Sua mobilização é consequência direta da brutal concentração de terra no Brasil -1% dos proprietários detêm 44% das propriedades rurais e 53% detêm 2,6%- e da inexistência de um efetivo Estado de Direito nas áreas de conflito. A desapropriação da fazenda Macaxeira, para assentamento dos sem-terra de Eldorado de Carajás, é necessidade emergencial.
O presidente Fernando Henrique Cardoso exigiu com clareza que desta vez os culpados sejam punidos. A presença do Exército na área, cooperação bem-acolhida pela população, assegurando os serviços de varredura de corpos, foi um sinal dessa vontade política.

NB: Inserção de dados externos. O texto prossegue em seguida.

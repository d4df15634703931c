use tracing::info;

use crate::sim::geom::Vec2;
use crate::sim::predictor::MoveOutcome;
use crate::sim::profile::ProfileService;
use crate::sim::session::{FrameInput, Session};

#[derive(Debug, Clone, Copy, PartialEq, Eq)]
pub enum SceneCommand {
    None,
    Quit,
}

/// Host-side hooks around the session frame. A scene pumps inbound
/// authority data before the step and dispatches outbound intents and
/// notifications after it.
pub trait Scene<P: ProfileService> {
    fn load(&mut self, session: &mut Session<P>);
    fn before_frame(&mut self, session: &mut Session<P>, dt_seconds: f32) -> SceneCommand;
    fn after_frame(&mut self, session: &mut Session<P>, outcome: &MoveOutcome);
    fn unload(&mut self, session: &mut Session<P>);
    fn title(&self, _session: &Session<P>) -> Option<String> {
        None
    }
}

/// Owns the session and its scene and tracks whether the scene is loaded.
pub(crate) struct SceneRuntime<P> {
    scene: Box<dyn Scene<P>>,
    session: Session<P>,
    is_loaded: bool,
}

impl<P: ProfileService> SceneRuntime<P> {
    pub(crate) fn new(scene: Box<dyn Scene<P>>, session: Session<P>) -> Self {
        Self {
            scene,
            session,
            is_loaded: false,
        }
    }

    pub(crate) fn session(&self) -> &Session<P> {
        &self.session
    }

    pub(crate) fn session_mut(&mut self) -> &mut Session<P> {
        &mut self.session
    }

    pub(crate) fn is_loaded(&self) -> bool {
        self.is_loaded
    }

    pub(crate) fn load(&mut self) {
        if self.is_loaded {
            return;
        }
        self.scene.load(&mut self.session);
        self.is_loaded = true;
        info!(
            room = self.session.store().room(),
            live_entities = self.session.store().live_entities().len(),
            "scene_loaded"
        );
    }

    pub(crate) fn unload(&mut self) {
        if !self.is_loaded {
            return;
        }
        self.scene.unload(&mut self.session);
        self.is_loaded = false;
    }

    /// Clicks land between frames, before the step that consumes them.
    pub(crate) fn step(
        &mut self,
        dt_seconds: f32,
        input: &FrameInput,
        click_screen: Option<Vec2>,
    ) -> SceneCommand {
        let command = self.scene.before_frame(&mut self.session, dt_seconds);
        if let Some(click) = click_screen {
            self.session.handle_click_screen(click);
        }
        let outcome = self.session.frame(dt_seconds, input);
        self.scene.after_frame(&mut self.session, &outcome);
        command
    }

    /// Esc closes an open menu or seat; with nothing engaged it quits.
    pub(crate) fn back(&mut self) -> SceneCommand {
        if self.session.dismiss_interaction() {
            SceneCommand::None
        } else {
            SceneCommand::Quit
        }
    }

    pub(crate) fn title(&self) -> Option<String> {
        self.scene.title(&self.session)
    }
}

Para impedir que mais um massacre fique impune, o governo federal deve tornar lei o juízo civil sobre os crimes comuns dos policiais militares. É preciso criar um tipo de crime federal de direitos humanos. E declarar inadimplentes, como já sugeriu o ministro Nelson Jobim, os Estados que não debelem a impunidade desses crimes.
Caso o governo federal não afirme sua presença na apuração de graves violações de direitos humanos, as instituições policiais e judiciais no sul do Pará continuarão dominadas pela empreitada e pelo conluio com os interesses dos donos de terra.
E a impunidade estará garantida em Eldorado de Carajás.